Like millions of others around the world, my wife and I were glued to the news over the weekend, aghast at the devastation and trying to imagine the bewilderment and anguish of the people of Japan. But for the grace of God, we could be in the same situation … and thanks to the grace of God, our Japanese relatives are safe. Yet thousands of people are dead, and hundreds of thousands have lost everything but their lives.
“How could God let this happen?” my wife wondered, struggling to reconcile the loving Father of her personal experience with the omnipotent God she’d been taught to believe in.
How could He not? I thought—yet I sympathized with her confusion and despair. She’s hardly unique in wondering how God could love us but still let such things happen. I know firsthand how this seeming contradiction can challenge our beliefs and our faith, for when I was young it was one of the main reasons I rejected God and became an atheist.

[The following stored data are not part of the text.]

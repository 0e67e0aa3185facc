//! Stitch - CSS/JavaScript bundler for server-rendered sites.

use anyhow::{Result, bail};
use clap::{ColorChoice, Parser};
use std::sync::atomic::Ordering;

use stitch::cli::{Cli, Commands, check, render, watch};
use stitch::config::{ConfigError, StitchConfig, find_config_file};
use stitch::log;

fn main() -> Result<()> {
    // Graceful stop while watching, immediate exit otherwise
    ctrlc::set_handler(|| {
        watch::SHUTDOWN.store(true, Ordering::SeqCst);
        if !watch::WATCHING.load(Ordering::SeqCst) {
            std::process::exit(130);
        }
    })
    .map_err(|e| anyhow::anyhow!("failed to set Ctrl+C handler: {}", e))?;

    let cli = Cli::parse();

    // Set global color override based on CLI option
    match cli.color {
        ColorChoice::Always => owo_colors::set_override(true),
        ColorChoice::Never => owo_colors::set_override(false),
        ColorChoice::Auto => {} // owo-colors auto-detects TTY
    }
    stitch::logger::set_verbose(cli.verbose);

    let mut config = load_config(&cli)?;

    match &cli.command {
        Commands::Render { args } => {
            args.apply(&mut config);
            render::render_bundles(&config, args)
        }
        Commands::Check => check::check_config(&config),
        Commands::Watch { args } => {
            args.apply(&mut config);
            watch::watch_bundles(config, args)
        }
    }
}

fn load_config(cli: &Cli) -> Result<StitchConfig> {
    let Some(path) = find_config_file(&cli.config) else {
        log!(
            "error";
            "config file '{}' not found in this directory or any parent",
            cli.config.display()
        );
        bail!(ConfigError::Validation("config file not found".into()));
    };
    Ok(StitchConfig::load(&path)?)
}
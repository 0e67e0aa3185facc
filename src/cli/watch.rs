//! `stitch watch`: re-render bundles when sources change.
//!
//! ```text
//! notify → debounce (300ms quiet) → filter → reload config? → render_named
//! ```
//!
//! Release output and debug artifacts land inside the watched root. Renders
//! whose inputs are unchanged hit the content cache and write nothing, so
//! our own writes settle after one extra round.

use anyhow::{Context, Result};
use notify::{RecommendedWatcher, RecursiveMode, Watcher};
use rustc_hash::{FxHashMap, FxHashSet};
use std::path::{Path, PathBuf};
use std::sync::atomic::{AtomicBool, Ordering};
use std::sync::mpsc::{Receiver, RecvTimeoutError, channel};
use std::time::{Duration, Instant};

use super::RenderArgs;
use super::render::{render_all, select};
use crate::bundle::Bundler;
use crate::config::StitchConfig;
use crate::logger::{status_error, status_success};
use crate::utils::path::normalize_path;
use crate::{debug, log};

const DEBOUNCE_MS: u64 = 300;

/// Set by the Ctrl+C handler.
pub static SHUTDOWN: AtomicBool = AtomicBool::new(false);

/// Whether the watch loop is running and will stop on [`SHUTDOWN`].
pub static WATCHING: AtomicBool = AtomicBool::new(false);

/// Check if path is a temp/backup file or a debug artifact
fn is_ignored(path: &Path) -> bool {
    let name = path.file_name().and_then(|n| n.to_str()).unwrap_or("");
    let ext = path.extension().and_then(|e| e.to_str()).unwrap_or("");

    matches!(ext, "bck" | "bak" | "backup" | "swp" | "swo" | "tmp" | "lock")
        || name.ends_with('~')
        || name.starts_with('.')
        || name.contains(".debug.")
}

/// Collects changed paths until events go quiet.
struct Debouncer {
    changes: FxHashSet<PathBuf>,
    last_event: Option<Instant>,
}

impl Debouncer {
    fn new() -> Self {
        Self {
            changes: FxHashSet::default(),
            last_event: None,
        }
    }

    fn add_event(&mut self, event: &notify::Event) {
        use notify::EventKind;

        match event.kind {
            EventKind::Create(_) | EventKind::Remove(_) => {}
            EventKind::Modify(notify::event::ModifyKind::Metadata(_)) => return,
            EventKind::Modify(_) => {}
            _ => return,
        }

        debug!("watch"; "raw notify: {:?} {:?}", event.kind, event.paths);
        for path in event.paths.iter().filter(|p| !is_ignored(p)) {
            self.changes.insert(normalize_path(path));
            self.last_event = Some(Instant::now());
        }
    }

    /// Changed paths once the debounce window has passed.
    fn take_if_ready(&mut self) -> Option<FxHashSet<PathBuf>> {
        let last = self.last_event?;
        if last.elapsed() < Duration::from_millis(DEBOUNCE_MS) {
            return None;
        }
        self.last_event = None;
        Some(std::mem::take(&mut self.changes))
    }
}

/// Mutable state of one watch session.
struct Session {
    config: StitchConfig,
    bundler: Bundler,
    names: Vec<String>,
    /// Last emitted tags, to report only bundles whose output changed.
    tags: FxHashMap<String, String>,
}

impl Session {
    fn start(config: StitchConfig, args: &RenderArgs) -> Result<Self> {
        let names = select(&config, &args.names)?
            .iter()
            .map(|b| b.name.clone())
            .collect();
        let bundler = config.builder().build()?;
        let mut session = Self {
            config,
            bundler,
            names,
            tags: FxHashMap::default(),
        };
        session.register_all();
        Ok(session)
    }

    /// Register every selected bundle (initial render or config reload).
    fn register_all(&mut self) {
        let selected = match select(&self.config, &self.names) {
            Ok(selected) => selected,
            Err(e) => {
                status_error("bundle selection failed", &e.to_string());
                return;
            }
        };

        let rendered = render_all(&self.bundler, &selected);
        let mut errors = Vec::new();
        for item in rendered {
            match item.result {
                Ok(tag) => {
                    self.tags.insert(item.bundle.name.clone(), tag);
                }
                Err(e) => errors.push(format!("{}: {}", item.bundle.name, e)),
            }
        }

        debug!("watch"; "registered: {}", self.bundler.named_bundles().join(", "));
        if errors.is_empty() {
            status_success(&format!("rendered {} bundles", self.tags.len()));
        } else {
            status_error("render failed", &errors.join("\n"));
        }
    }

    /// Re-render registered bundles; stale cache entries rebuild themselves.
    fn refresh(&mut self) {
        let mut changed = Vec::new();
        let mut errors = Vec::new();

        for name in &self.names {
            match self.bundler.render_named(name) {
                Ok(tag) => {
                    if self.tags.get(name) != Some(&tag) {
                        changed.push(name.as_str());
                        self.tags.insert(name.clone(), tag);
                    }
                }
                // Failed at registration; registering again retries it.
                Err(crate::error::BundleError::UnregisteredName { .. }) => {
                    if let Some(bundle) = self.config.bundle(name) {
                        match bundle.register(&self.bundler) {
                            Ok(tag) => {
                                changed.push(name.as_str());
                                self.tags.insert(name.clone(), tag);
                            }
                            Err(e) => errors.push(format!("{name}: {e}")),
                        }
                    }
                }
                Err(e) => errors.push(format!("{name}: {e}")),
            }
        }

        if !errors.is_empty() {
            status_error("render failed", &errors.join("\n"));
        } else if !changed.is_empty() {
            status_success(&format!("rendered {}", changed.join(", ")));
        }
    }

    fn reload(&mut self, args: &RenderArgs) {
        let mut config = match StitchConfig::load(&self.config.config_path) {
            Ok(config) => config,
            Err(e) => {
                status_error("config reload failed", &format!("{e:#}"));
                return;
            }
        };
        args.apply(&mut config);

        match config.builder().build() {
            Ok(bundler) => {
                self.bundler = bundler;
                self.config = config;
                self.tags.clear();
                log!("watch"; "config reloaded");
                self.register_all();
            }
            Err(e) => status_error("config reload failed", &e.to_string()),
        }
    }
}

/// Entry point for `stitch watch`. Runs until Ctrl+C.
pub fn watch_bundles(config: StitchConfig, args: &RenderArgs) -> Result<()> {
    let (tx, rx) = channel();
    let mut watcher: RecommendedWatcher = notify::recommended_watcher(move |res| {
        let _ = tx.send(res);
    })?;

    let root = config.stitch.root.clone();
    let config_path = config.config_path.clone();
    watcher
        .watch(&root, RecursiveMode::Recursive)
        .with_context(|| format!("failed to watch {}", root.display()))?;
    if !config_path.starts_with(&root) {
        watcher.watch(&config_path, RecursiveMode::NonRecursive)?;
    }

    let mut session = Session::start(config, args)?;
    log!("watch"; "watching {} (Ctrl+C to stop)", root.display());
    run_loop(&rx, &mut session, &config_path, args);
    Ok(())
}

fn run_loop(
    rx: &Receiver<notify::Result<notify::Event>>,
    session: &mut Session,
    config_path: &Path,
    args: &RenderArgs,
) {
    let mut debouncer = Debouncer::new();
    WATCHING.store(true, Ordering::SeqCst);

    while !SHUTDOWN.load(Ordering::SeqCst) {
        match rx.recv_timeout(Duration::from_millis(DEBOUNCE_MS / 3)) {
            Ok(Ok(event)) => debouncer.add_event(&event),
            Ok(Err(e)) => log!("watch"; "notify error: {}", e),
            Err(RecvTimeoutError::Timeout) => {}
            Err(RecvTimeoutError::Disconnected) => break,
        }

        let Some(changes) = debouncer.take_if_ready() else {
            continue;
        };
        if changes.is_empty() {
            continue;
        }
        debug!("watch"; "{} paths changed", changes.len());

        if changes.iter().any(|p| p == config_path) {
            session.reload(args);
        } else {
            session.refresh();
        }
    }

    WATCHING.store(false, Ordering::SeqCst);
    log!("watch"; "stopped");
}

Back then I was still arrogant enough to think that if God did not conform to my beliefs, then either God didn’t exist or He wasn’t the sort of fellow I wanted to have anything to do with. Eventually I grew up enough to accept the possibility that my childish beliefs might be the problem, not God.

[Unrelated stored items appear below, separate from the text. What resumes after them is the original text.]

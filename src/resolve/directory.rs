//! Directory resolution.
//!
//! Files are listed by jwalk with sorting enabled, which is the enumerator's
//! natural order; the bundler never re-sorts them afterwards.

use jwalk::WalkDir;
use std::path::{Path, PathBuf};

use super::{ExtensionFilter, ResolveContext, ResolvedFile, Resolver};
use crate::asset::Asset;
use crate::error::{BundleError, Result};
use crate::utils::io;

/// Expands a directory asset into its matching files.
#[derive(Debug, Clone, Copy, Default)]
pub struct DirectoryResolver;

impl DirectoryResolver {
    /// Matching files under `dir`, in enumeration order.
    pub fn files(dir: &Path, recursive: bool, filter: &ExtensionFilter) -> Result<Vec<PathBuf>> {
        if !dir.is_dir() {
            return Err(BundleError::MissingSource {
                path: dir.to_path_buf(),
            });
        }
        let depth = if recursive { usize::MAX } else { 1 };
        let files = WalkDir::new(dir)
            .sort(true)
            .max_depth(depth)
            .into_iter()
            .filter_map(std::result::Result::ok)
            .filter(|entry| entry.file_type().is_file())
            .map(|entry| entry.path())
            .filter(|path| filter.accepts(path))
            .collect();
        Ok(files)
    }

    /// `dir` and, when `recursive`, every directory below it.
    ///
    /// Adding or removing a file bumps its parent's mtime, so these are the
    /// paths whose change means the listing from [`Self::files`] is stale.
    pub fn directories(dir: &Path, recursive: bool) -> Vec<PathBuf> {
        if !recursive {
            return vec![dir.to_path_buf()];
        }
        WalkDir::new(dir)
            .sort(true)
            .into_iter()
            .filter_map(std::result::Result::ok)
            .filter(|entry| entry.file_type().is_dir())
            .map(|entry| entry.path())
            .collect()
    }
}

impl Resolver for DirectoryResolver {
    fn resolve(&self, asset: &Asset, ctx: &ResolveContext<'_>) -> Result<Vec<ResolvedFile>> {
        let dir = ctx.translator.to_file_system_path(&asset.source);
        Self::files(&dir, asset.recursive, ctx.filter)?
            .into_iter()
            .map(|path| {
                let content = io::read_to_string(&path)?;
                Ok(ResolvedFile { path, content })
            })
            .collect()
    }
}
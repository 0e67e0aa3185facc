//! Utility modules shared by the bundling pipeline.

pub mod io;
pub mod path;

All parents know that we cannot protect our children from every foreseeable danger. And even if we could, would it really be loving to deprive our children of the opportunity to learn and grow from their own experience, including the consequences of their own choices? Eventually I had to choose between two competing conceptions of God:
Is God an all-powerful micro-manager, interfering with every event, picking winners and losers and putting innocent people in harm’s way out of sheer maliciousness? Or is God the Creator of a universe that works according to spiritual principles and natural laws which we can understand and adjust ourselves to, if we so choose?

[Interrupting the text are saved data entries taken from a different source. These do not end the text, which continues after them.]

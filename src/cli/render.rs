//! `stitch render`: render configured bundles in parallel.

use anyhow::{Result, bail};
use rayon::prelude::*;
use std::time::Instant;

use super::RenderArgs;
use crate::bundle::Bundler;
use crate::config::{BundleConfig, StitchConfig};
use crate::error::BundleError;
use crate::log;

/// Outcome of rendering one bundle.
pub struct Rendered<'c> {
    pub bundle: &'c BundleConfig,
    pub result: Result<String, BundleError>,
}

/// Bundles selected by `names`, all of them when empty.
pub fn select<'c>(config: &'c StitchConfig, names: &[String]) -> Result<Vec<&'c BundleConfig>> {
    if names.is_empty() {
        return Ok(config.bundles.iter().collect());
    }
    names
        .iter()
        .map(|name| match config.bundle(name) {
            Some(bundle) => Ok(bundle),
            None => bail!(
                "no bundle named `{}` in {}",
                name,
                config.config_path.display()
            ),
        })
        .collect()
}

/// Register and render `bundles` on the rayon pool.
pub fn render_all<'c>(bundler: &Bundler, bundles: &[&'c BundleConfig]) -> Vec<Rendered<'c>> {
    bundles
        .par_iter()
        .map(|&bundle| Rendered {
            bundle,
            result: bundle.register(bundler),
        })
        .collect()
}

/// Entry point for `stitch render`.
pub fn render_bundles(config: &StitchConfig, args: &RenderArgs) -> Result<()> {
    let selected = select(config, &args.names)?;
    let bundler = config.builder().build()?;
    let mode = if bundler.is_debugging() { "debug" } else { "release" };

    let start = Instant::now();
    let rendered = render_all(&bundler, &selected);
    let failed = report(&rendered, args.tags);

    if failed > 0 {
        bail!("{} of {} bundles failed", failed, rendered.len());
    }
    log!(
        "render";
        "{} bundles ({}) in {:.2?}",
        rendered.len(),
        mode,
        start.elapsed()
    );
    Ok(())
}

/// Log each outcome; returns the number of failures.
fn report(rendered: &[Rendered<'_>], print_tags: bool) -> usize {
    let mut failed = 0;
    for Rendered { bundle, result } in rendered {
        match result {
            Ok(tags) => {
                log!("render"; "{} -> {}", bundle.name, bundle.output);
                if print_tags {
                    println!("{tags}");
                }
            }
            Err(e) if e.is_unsupported_platform() => {
                log!("warning"; "{} skipped: {}", bundle.name, e);
            }
            Err(e) => {
                failed += 1;
                log!("error"; "{}: {}", bundle.name, e);
            }
        }
    }
    failed
}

As I see it, ground balls obey the laws of physics—and God doesn’t break those laws to make a grounder take a bad hop because He’s betting on the other team. My vision of God is not as a petty micro-manager, but rather as a loving parent who has given us everything we need to succeed, including the ability to reason and to make our own free choices—even choices we may later regret.
To keep events like the Japan quake in perspective, I must bear in mind that God’s time frame is eternity—not weeks or years or a human lifetime. And my faith and peace of mind require remembering that we truly are eternal souls whose depths reach far beyond our finite personalities and our bodies’ deaths.
Is there some sort of purpose behind disasters like the one in Japan? I think not, for a purpose would imply that God meant for it to happen. The quake and tsunami were just predictable consequences of natural forces doing the same things they’ve done for thousands of years. We may choose to learn some lessons from this disaster, such as “humankind must stay humble before nature” or “life is too fleeting to take for granted”—but to suggest that God’s “purpose” was to teach such lessons both trivializes the terrible human tragedy and paints God as a vicious fiend, not a loving father.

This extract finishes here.